Faithfully repeat all of the records, as they are written below.

DATA TO USE section start

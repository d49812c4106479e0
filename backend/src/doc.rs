//! OpenAPI documentation configuration.
//!
//! [`ApiDoc`] registers every HTTP endpoint from the inbound layer together
//! with the schema wrappers from [`crate::inbound::http::schemas`]. The
//! generated document backs Swagger UI (debug builds) and the `GET /` route
//! listing, so a handler missing here is also missing from the listing.

use utoipa::OpenApi;

use crate::inbound::http::favorites::{CreateFavoritePersonRequest, CreateFavoritePlanetRequest};
use crate::inbound::http::people::{CreatePersonRequest, UpdatePersonRequest};
use crate::inbound::http::planets::{CreatePlanetRequest, UpdatePlanetRequest};
use crate::inbound::http::schemas::{
    ErrorCodeSchema, ErrorSchema, FavoriteEntrySchema, FavoritePersonSchema, FavoritePlanetSchema,
    PersonSchema, PlanetSchema, UserSchema,
};
use crate::inbound::http::sitemap::RouteEntry;
use crate::inbound::http::users::{CreateUserRequest, UpdateUserRequest};

/// OpenAPI document for the REST API.
#[derive(OpenApi)]
#[openapi(
    info(
        title = "Holocron API",
        description = "CRUD over users, planets and people, plus per-user favourites."
    ),
    servers(
        (url = "/", description = "Relative to the deployment base URL")
    ),
    paths(
        crate::inbound::http::sitemap::list_routes,
        crate::inbound::http::users::list_users,
        crate::inbound::http::users::get_user,
        crate::inbound::http::users::create_user,
        crate::inbound::http::users::update_user,
        crate::inbound::http::users::delete_user,
        crate::inbound::http::favorites::list_user_favorites,
        crate::inbound::http::planets::list_planets,
        crate::inbound::http::planets::get_planet,
        crate::inbound::http::planets::create_planet,
        crate::inbound::http::planets::update_planet,
        crate::inbound::http::planets::delete_planet,
        crate::inbound::http::people::list_people,
        crate::inbound::http::people::get_person,
        crate::inbound::http::people::create_person,
        crate::inbound::http::people::update_person,
        crate::inbound::http::people::delete_person,
        crate::inbound::http::favorites::create_favorite_planet,
        crate::inbound::http::favorites::delete_favorite_planet,
        crate::inbound::http::favorites::create_favorite_person,
        crate::inbound::http::favorites::delete_favorite_person,
        crate::inbound::http::health::ready,
        crate::inbound::http::health::live,
    ),
    components(schemas(
        ErrorSchema,
        ErrorCodeSchema,
        UserSchema,
        PlanetSchema,
        PersonSchema,
        FavoritePlanetSchema,
        FavoritePersonSchema,
        FavoriteEntrySchema,
        RouteEntry,
        CreateUserRequest,
        UpdateUserRequest,
        CreatePlanetRequest,
        UpdatePlanetRequest,
        CreatePersonRequest,
        UpdatePersonRequest,
        CreateFavoritePlanetRequest,
        CreateFavoritePersonRequest,
    )),
    tags(
        (name = "users", description = "User accounts"),
        (name = "planets", description = "Planets"),
        (name = "people", description = "People"),
        (name = "favorites", description = "Per-user favourite planets and people"),
        (name = "health", description = "Endpoints for health checks"),
        (name = "meta", description = "Route listing")
    )
)]
pub struct ApiDoc;

#[cfg(test)]
mod tests {
    use super::*;
    use rstest::rstest;

    #[rstest]
    fn registers_the_domain_schemas() {
        let doc = ApiDoc::openapi();
        let schemas = doc
            .components
            .as_ref()
            .map(|components| &components.schemas)
            .expect("components present");

        for name in ["User", "Planet", "Person", "Error", "ErrorCode"] {
            assert!(schemas.contains_key(name), "missing schema {name}");
        }
    }

    #[rstest]
    fn user_path_has_get_and_post() {
        let doc = serde_json::to_value(ApiDoc::openapi()).expect("document serialises");
        let item = &doc["paths"]["/user"];

        assert!(item.get("get").is_some());
        assert!(item.get("post").is_some());
        assert!(item.get("delete").is_none());
    }
}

DATA TO USE section end

▸ **ANSWER SECTION**:
repository d49812c4106479e0
filename backend/src/doc.rs
//! OpenAPI documentation configuration.
//!
//! [`ApiDoc`] registers every HTTP endpoint from the inbound layer together
//! with the schema wrappers from [`crate::inbound::http::schemas`]. The
//! generated document backs Swagger UI (debug builds) and the `GET /` route
//! listing, so a handler missing here is also missing from the listing.

use utoipa::OpenApi;

use crate::inbound::http::favorites::{CreateFavoritePersonRequest, CreateFavoritePlanetRequest};
use crate::inbound::http::people::{CreatePersonRequest, UpdatePersonRequest};
use crate::inbound::http::planets::{CreatePlanetRequest, UpdatePlanetRequest};
use crate::inbound::http::schemas::{
    ErrorCodeSchema, ErrorSchema, FavoriteEntrySchema, FavoritePersonSchema, FavoritePlanetSchema,
    PersonSchema, PlanetSchema, UserSchema,
};
use crate::inbound::http::sitemap::RouteEntry;
use crate::inbound::http::users::{CreateUserRequest, UpdateUserRequest};

/// OpenAPI document for the REST API.
#[derive(OpenApi)]
#[openapi(
    info(
        title = "Holocron API",
        description = "CRUD over users, planets and people, plus per-user favourites."
    ),
    servers(
        (url = "/", description = "Relative to the deployment base URL")
    ),
    paths(
        crate::inbound::http::sitemap::list_routes,
        crate::inbound::http::users::list_users,
        crate::inbound::http::users::get_user,
        crate::inbound::http::users::create_user,
        crate::inbound::http::users::update_user,
        crate::inbound::http::users::delete_user,
        crate::inbound::http::favorites::list_user_favorites,
        crate::inbound::http::planets::list_planets,
        crate::inbound::http::planets::get_planet,
        crate::inbound::http::planets::create_planet,
        crate::inbound::http::planets::update_planet,
        crate::inbound::http::planets::delete_planet,
        crate::inbound::http::people::list_people,
        crate::inbound::http::people::get_person,
        crate::inbound::http::people::create_person,
        crate::inbound::http::people::update_person,
        crate::inbound::http::people::delete_person,
        crate::inbound::http::favorites::create_favorite_planet,
        crate::inbound::http::favorites::delete_favorite_planet,
        crate::inbound::http::favorites::create_favorite_person,
        crate::inbound::http::favorites::delete_favorite_person,
        crate::inbound::http::health::ready,
        crate::inbound::http::health::live,
    ),
    components(schemas(
        ErrorSchema,
        ErrorCodeSchema,
        UserSchema,
        PlanetSchema,
        PersonSchema,
        FavoritePlanetSchema,
        FavoritePersonSchema,
        FavoriteEntrySchema,
        RouteEntry,
        CreateUserRequest,
        UpdateUserRequest,
        CreatePlanetRequest,
        UpdatePlanetRequest,
        CreatePersonRequest,
        UpdatePersonRequest,
        CreateFavoritePlanetRequest,
        CreateFavoritePersonRequest,
    )),
    tags(
        (name = "users", description = "User accounts"),
        (name = "planets", description = "Planets"),
        (name = "people", description = "People"),
        (name = "favorites", description = "Per-user favourite planets and people"),
        (name = "health", description = "Endpoints for health checks"),
        (name = "meta", description = "Route listing")
    )
)]
pub struct ApiDoc;

#[cfg(test)]
mod tests {
    use super::*;
    use rstest::rstest;

    #[rstest]
    fn registers_the_domain_schemas() {
        let doc = ApiDoc::openapi();
        let schemas = doc
            .components
            .as_ref()
            .map(|components| &components.schemas)
            .expect("components present");

        for name in ["User", "Planet", "Person", "Error", "ErrorCode"] {
            assert!(schemas.contains_key(name), "missing schema {name}");
        }
    }

    #[rstest]
    fn user_path_has_get_and_post() {
        let doc = serde_json::to_value(ApiDoc::openapi()).expect("document serialises");
        let item = &doc["paths"]["/user"];

        assert!(item.get("get").is_some());
        assert!(item.get("post").is_some());
        assert!(item.get("delete").is_none());
    }
}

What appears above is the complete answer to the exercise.